⟨

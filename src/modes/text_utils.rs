// Copyright (c) 2025 Fabstir
// SPDX-License-Identifier: BUSL-1.1
//! Text cleaning, keyword matching and the shared confidence heuristic

use regex::Regex;
use std::ops::Range;
use std::sync::LazyLock;

use super::types::PostProcessError;

/// Control tokens emitted by vision-language decoders
const SPECIAL_TOKENS: &[&str] = &["</s>", "<s>", "<pad>", "[PAD]", "[CLS]", "[SEP]"];

/// Suffixes tolerated after a keyword so "laugh" matches "laughing"
const INFLECTIONS: &[&str] = &["", "s", "es", "ed", "ing", "ter"];

static NUMBER_RE: LazyLock<Regex> =
    LazyLock::new(|| Regex::new(r"\d+(?:[.,]\d+)*").unwrap());
static DOT_THOUSANDS_RE: LazyLock<Regex> =
    LazyLock::new(|| Regex::new(r"(\d)\.(\d{3})").unwrap());
static COMMA_THOUSANDS_RE: LazyLock<Regex> =
    LazyLock::new(|| Regex::new(r"(\d),(\d{3})").unwrap());

/// Remove decoder control tokens and collapse whitespace
pub fn clean(text: &str) -> String {
    let mut text = text.to_string();
    for token in SPECIAL_TOKENS {
        text = text.replace(token, "");
    }
    text.split_whitespace().collect::<Vec<_>>().join(" ")
}

/// Extract the usable text from raw backend output
///
/// Backends may answer with a JSON object keyed by task prompt
/// (`{"<OCR>": "..."}`) instead of plain text. The entry for `prompt`
/// is used, or the only entry when there is exactly one.
pub fn extract_payload(raw: &str, prompt: &str) -> Result<String, PostProcessError> {
    let cleaned = clean(raw);
    if !(cleaned.starts_with('{') && cleaned.ends_with('}')) {
        return Ok(cleaned);
    }

    let value: serde_json::Value =
        serde_json::from_str(&cleaned).map_err(|e| PostProcessError::MalformedOutput {
            reason: e.to_string(),
        })?;

    let object = value
        .as_object()
        .ok_or_else(|| PostProcessError::MalformedOutput {
            reason: "expected a JSON object".to_string(),
        })?;

    let entry = match object.get(prompt) {
        Some(entry) => entry,
        None if object.len() == 1 => object.values().next().ok_or_else(|| {
            PostProcessError::MissingTaskKey {
                prompt: prompt.to_string(),
            }
        })?,
        None => {
            return Err(PostProcessError::MissingTaskKey {
                prompt: prompt.to_string(),
            })
        }
    };

    entry
        .as_str()
        .map(clean)
        .ok_or_else(|| PostProcessError::MalformedOutput {
            reason: format!("entry for '{}' is not a string", prompt),
        })
}

/// Lowercased alphanumeric words of `text`
pub fn words(text: &str) -> Vec<String> {
    text.to_lowercase()
        .split(|c: char| !c.is_alphanumeric())
        .filter(|w| !w.is_empty())
        .map(str::to_string)
        .collect()
}

fn word_matches(word: &str, keyword: &str) -> bool {
    word.strip_prefix(keyword)
        .map(|rest| INFLECTIONS.contains(&rest))
        .unwrap_or(false)
}

/// Word ranges of `words` where `keyword` (one or more words) occurs
pub fn keyword_spans(words: &[String], keyword: &str) -> Vec<Range<usize>> {
    let parts: Vec<String> = keyword
        .split_whitespace()
        .map(|p| p.to_lowercase())
        .collect();
    if parts.is_empty() || parts.len() > words.len() {
        return Vec::new();
    }

    words
        .windows(parts.len())
        .enumerate()
        .filter(|(_, window)| {
            window
                .iter()
                .zip(&parts)
                .all(|(word, part)| word_matches(word, part))
        })
        .map(|(start, _)| start..start + parts.len())
        .collect()
}

/// Whether `keyword` (one or more words) occurs in `words` as whole words
pub fn matches_keyword(words: &[String], keyword: &str) -> bool {
    !keyword_spans(words, keyword).is_empty()
}

/// Number of keywords from `keywords` present in `words`
pub fn count_keywords(words: &[String], keywords: &[&str]) -> usize {
    keywords
        .iter()
        .filter(|kw| matches_keyword(words, kw))
        .count()
}

/// Heuristic check that text is prose rather than noise
pub fn is_coherent(text: &str, min_words: usize) -> bool {
    if text.trim().chars().count() < 5 {
        return false;
    }
    if text.split_whitespace().count() < min_words {
        return false;
    }

    let total = text.chars().count();
    let special = text
        .chars()
        .filter(|c| !c.is_alphanumeric() && *c != ' ')
        .count();
    (special as f32 / total as f32) <= 0.3
}

/// Shared confidence skeleton used by every mode
///
/// Starts at 0.5, +0.2 for coherent text, +0.1 per pattern match up to
/// +0.3, -0.2 under 10 characters or -0.1 over 500, clamped to [0, 1].
pub fn calculate_confidence(text: &str, patterns_matched: usize) -> f32 {
    let mut confidence = 0.5;

    if is_coherent(text, 3) {
        confidence += 0.2;
    }

    if patterns_matched > 0 {
        confidence += (patterns_matched as f32 * 0.1).min(0.3);
    }

    let length = text.chars().count();
    if length < 10 {
        confidence -= 0.2;
    } else if length > 500 {
        confidence -= 0.1;
    }

    clamp_confidence(confidence)
}

pub fn clamp_confidence(value: f32) -> f32 {
    if value.is_nan() {
        return 0.0;
    }
    value.clamp(0.0, 1.0)
}

/// Truncate to at most `max_length` characters on a word boundary, appending "..."
pub fn truncate(text: &str, max_length: usize) -> String {
    const SUFFIX: &str = "...";
    if text.chars().count() <= max_length {
        return text.to_string();
    }

    let keep = max_length.saturating_sub(SUFFIX.len());
    let head: String = text.chars().take(keep).collect();
    let head = match head.rsplit_once(' ') {
        Some((before, _)) => before.to_string(),
        None => head,
    };
    format!("{}{}", head, SUFFIX)
}

/// All numbers in `text`, keeping their separators
pub fn extract_numbers(text: &str) -> Vec<String> {
    NUMBER_RE
        .find_iter(text)
        .map(|m| m.as_str().to_string())
        .collect()
}

/// Remove thousands separators: "Rp 1.000.000" becomes "Rp 1000000"
pub fn normalize_currency(text: &str) -> String {
    let mut current = text.to_string();
    loop {
        let next = DOT_THOUSANDS_RE.replace_all(&current, "$1$2");
        let next = COMMA_THOUSANDS_RE.replace_all(&next, "$1$2").into_owned();
        if next == current {
            return current;
        }
        current = next;
    }
}
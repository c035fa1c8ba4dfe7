// Copyright (c) 2025 Fabstir
// SPDX-License-Identifier: BUSL-1.1
//! Vision side of the pipeline
//!
//! This module provides:
//! - Image loading and normalization
//! - Content fingerprints for cache keys
//! - The inference backend seam and its VLM sidecar implementation

pub mod backend;
pub mod fingerprint;
pub mod image_utils;
pub mod vlm_client;

pub use backend::{InferenceBackend, InferenceError};
pub use fingerprint::fingerprint;
pub use image_utils::{
    decode_base64_image, decode_image_bytes, detect_format, load_image_path, normalize_rgb,
    resize_smart, ImageError, ImageInfo,
};
pub use vlm_client::VlmClient;
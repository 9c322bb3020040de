//! In-memory tables
//!
//! A table is an Arrow [`RecordBatch`]: equal-length columns sharing one
//! schema, with the validity bitmap acting as the null marker.

use crate::error::{Error, Result};
use crate::types::JsonValue;
use arrow::array::{Array, AsArray};
use arrow::datatypes::{DataType, Float64Type, Int64Type};
use arrow::record_batch::RecordBatch;
use std::path::{Path, PathBuf};

/// A table loaded from one source file
#[derive(Debug, Clone)]
pub struct SourceTable {
    path: PathBuf,
    batch: RecordBatch,
}

impl SourceTable {
    /// Create a source table
    pub fn new(path: impl Into<PathBuf>, batch: RecordBatch) -> Self {
        Self {
            path: path.into(),
            batch,
        }
    }

    /// File the table was loaded from
    pub fn path(&self) -> &Path {
        &self.path
    }

    /// Table contents
    pub fn batch(&self) -> &RecordBatch {
        &self.batch
    }

    /// Number of rows
    pub fn num_rows(&self) -> usize {
        self.batch.num_rows()
    }

    /// Number of columns
    pub fn num_columns(&self) -> usize {
        self.batch.num_columns()
    }

    /// Take the table contents
    pub fn into_batch(self) -> RecordBatch {
        self.batch
    }
}

/// Largest magnitude below which every integral f64 is an exact integer
const MAX_EXACT_INTEGER: f64 = 9_007_199_254_740_992.0;

/// Text of a float stored in a string column
///
/// Integral values print without a fraction, so a value that was `1` in the
/// source reads `"1"` whether or not its column was widened to float first.
pub fn float_text(value: f64) -> String {
    if value.fract() == 0.0 && value.abs() < MAX_EXACT_INTEGER {
        return (value as i64).to_string();
    }
    serde_json::Number::from_f64(value).map_or_else(|| value.to_string(), |n| n.to_string())
}

/// Text of a JSON value stored in a string column
///
/// Strings are taken as-is, numbers and booleans by their literal, nested
/// values as compact JSON.
pub fn value_text(value: &JsonValue) -> String {
    match value {
        JsonValue::String(s) => s.clone(),
        JsonValue::Number(n) if n.is_f64() => n.as_f64().map_or_else(|| n.to_string(), float_text),
        other => other.to_string(),
    }
}

/// Convert a table to JSON records
///
/// Returns one JSON object per row, keys in column order. Nulls become JSON `null`.
pub fn table_to_json(batch: &RecordBatch) -> Result<Vec<JsonValue>> {
    let schema = batch.schema();
    let mut records = Vec::with_capacity(batch.num_rows());

    for row in 0..batch.num_rows() {
        let mut record = serde_json::Map::new();
        for (idx, field) in schema.fields().iter().enumerate() {
            let value = cell_to_json(batch.column(idx).as_ref(), row)?;
            record.insert(field.name().clone(), value);
        }
        records.push(JsonValue::Object(record));
    }

    Ok(records)
}

/// Convert a single cell to JSON
fn cell_to_json(array: &dyn Array, row: usize) -> Result<JsonValue> {
    if array.is_null(row) {
        return Ok(JsonValue::Null);
    }

    let value = match array.data_type() {
        DataType::Null => JsonValue::Null,
        DataType::Boolean => JsonValue::Bool(array.as_boolean().value(row)),
        DataType::Int64 => JsonValue::from(array.as_primitive::<Int64Type>().value(row)),
        DataType::Float64 => {
            let val = array.as_primitive::<Float64Type>().value(row);
            serde_json::Number::from_f64(val).map_or(JsonValue::Null, JsonValue::Number)
        }
        DataType::Utf8 => JsonValue::String(array.as_string::<i32>().value(row).to_string()),
        DataType::LargeUtf8 => JsonValue::String(array.as_string::<i64>().value(row).to_string()),
        other => {
            return Err(Error::Other(format!(
                "Cannot convert column of type {other} to JSON"
            )))
        }
    };

    Ok(value)
}
//! Configuration types
//!
//! [`ConvertConfig`] is everything the conversion pipeline consumes.
//! [`JobFile`] is the on-disk description of a run (YAML or JSON), which the
//! CLI combines with command-line flags into a `ConvertConfig`.

use crate::error::{Error, Result};
use crate::normalize::NullDefaults;
use crate::output::WriterOptions;
use serde::{Deserialize, Serialize};
use std::fs;
use std::path::{Path, PathBuf};

// ============================================================================
// Pipeline Config
// ============================================================================

/// Input for one conversion run
#[derive(Debug, Clone, PartialEq, Serialize, Deserialize)]
pub struct ConvertConfig {
    /// Source files, in the order their rows appear in the output
    pub input_paths: Vec<PathBuf>,

    /// Output file; `.orc` selects ORC, anything else Parquet
    pub output_path: PathBuf,

    /// Format-specific writer settings
    #[serde(flatten)]
    pub writer: WriterOptions,

    /// Values written in place of nulls
    #[serde(default)]
    pub null_defaults: NullDefaults,
}

impl ConvertConfig {
    /// Create a config with default writer settings
    pub fn new(input_paths: Vec<PathBuf>, output_path: impl Into<PathBuf>) -> Self {
        Self {
            input_paths,
            output_path: output_path.into(),
            writer: WriterOptions::default(),
            null_defaults: NullDefaults::default(),
        }
    }

    /// Replace the writer settings
    #[must_use]
    pub fn with_writer(mut self, writer: WriterOptions) -> Self {
        self.writer = writer;
        self
    }

    /// Replace the null defaults
    #[must_use]
    pub fn with_null_defaults(mut self, null_defaults: NullDefaults) -> Self {
        self.null_defaults = null_defaults;
        self
    }

    /// Check the output destination is usable
    pub fn validate(&self) -> Result<()> {
        if self.output_path.as_os_str().is_empty() {
            return Err(Error::config("Output path is empty"));
        }
        if self.output_path.is_dir() {
            return Err(Error::config(format!(
                "Output path '{}' is a directory",
                self.output_path.display()
            )));
        }
        Ok(())
    }
}

// ============================================================================
// Job File
// ============================================================================

/// A conversion job loaded from YAML or JSON
///
/// ```yaml
/// input: data/events
/// output: out/events.orc
/// orc:
///   compression: zstd
/// parquet:
///   compression: snappy
///   flavor: spark
/// null_defaults:
///   string: "n/a"
/// ```
#[derive(Debug, Clone, Default, PartialEq, Serialize, Deserialize)]
pub struct JobFile {
    /// Directory scanned for `*.json` files
    #[serde(default)]
    pub input: Option<PathBuf>,

    /// Output file
    #[serde(default)]
    pub output: Option<PathBuf>,

    #[serde(flatten)]
    pub writer: WriterOptions,

    #[serde(default)]
    pub null_defaults: NullDefaults,
}

impl JobFile {
    /// Load a job file; `.json` files are parsed as JSON, anything else as YAML
    pub fn load(path: impl AsRef<Path>) -> Result<Self> {
        let path = path.as_ref();
        let content = fs::read_to_string(path).map_err(|e| {
            Error::config(format!(
                "Failed to read config file '{}': {e}",
                path.display()
            ))
        })?;

        let is_json = path
            .extension()
            .and_then(|e| e.to_str())
            .is_some_and(|e| e.eq_ignore_ascii_case("json"));

        if is_json {
            Self::from_json_str(&content)
        } else {
            Self::from_yaml_str(&content)
        }
    }

    /// Parse a job from YAML
    pub fn from_yaml_str(content: &str) -> Result<Self> {
        Ok(serde_yaml::from_str(content)?)
    }

    /// Parse a job from JSON
    pub fn from_json_str(content: &str) -> Result<Self> {
        Ok(serde_json::from_str(content)?)
    }
}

⟩

* [WORK INSTRUCTIONS]: Proceeding from the line containing "pub mod backend;" through the line containing "the null marker.", transcribe the lines above exactly, both end lines included.

* [SOLUTION TO THIS TASK]:
pub mod backend;
pub mod fingerprint;
pub mod image_utils;
pub mod vlm_client;

pub use backend::{InferenceBackend, InferenceError};
pub use fingerprint::fingerprint;
pub use image_utils::{
    decode_base64_image, decode_image_bytes, detect_format, load_image_path, normalize_rgb,
    resize_smart, ImageError, ImageInfo,
};
pub use vlm_client::VlmClient;
repository 9c322bb3020040de
//! In-memory tables
//!
//! A table is an Arrow [`RecordBatch`]: equal-length columns sharing one
//! schema, with the validity bitmap acting as the null marker.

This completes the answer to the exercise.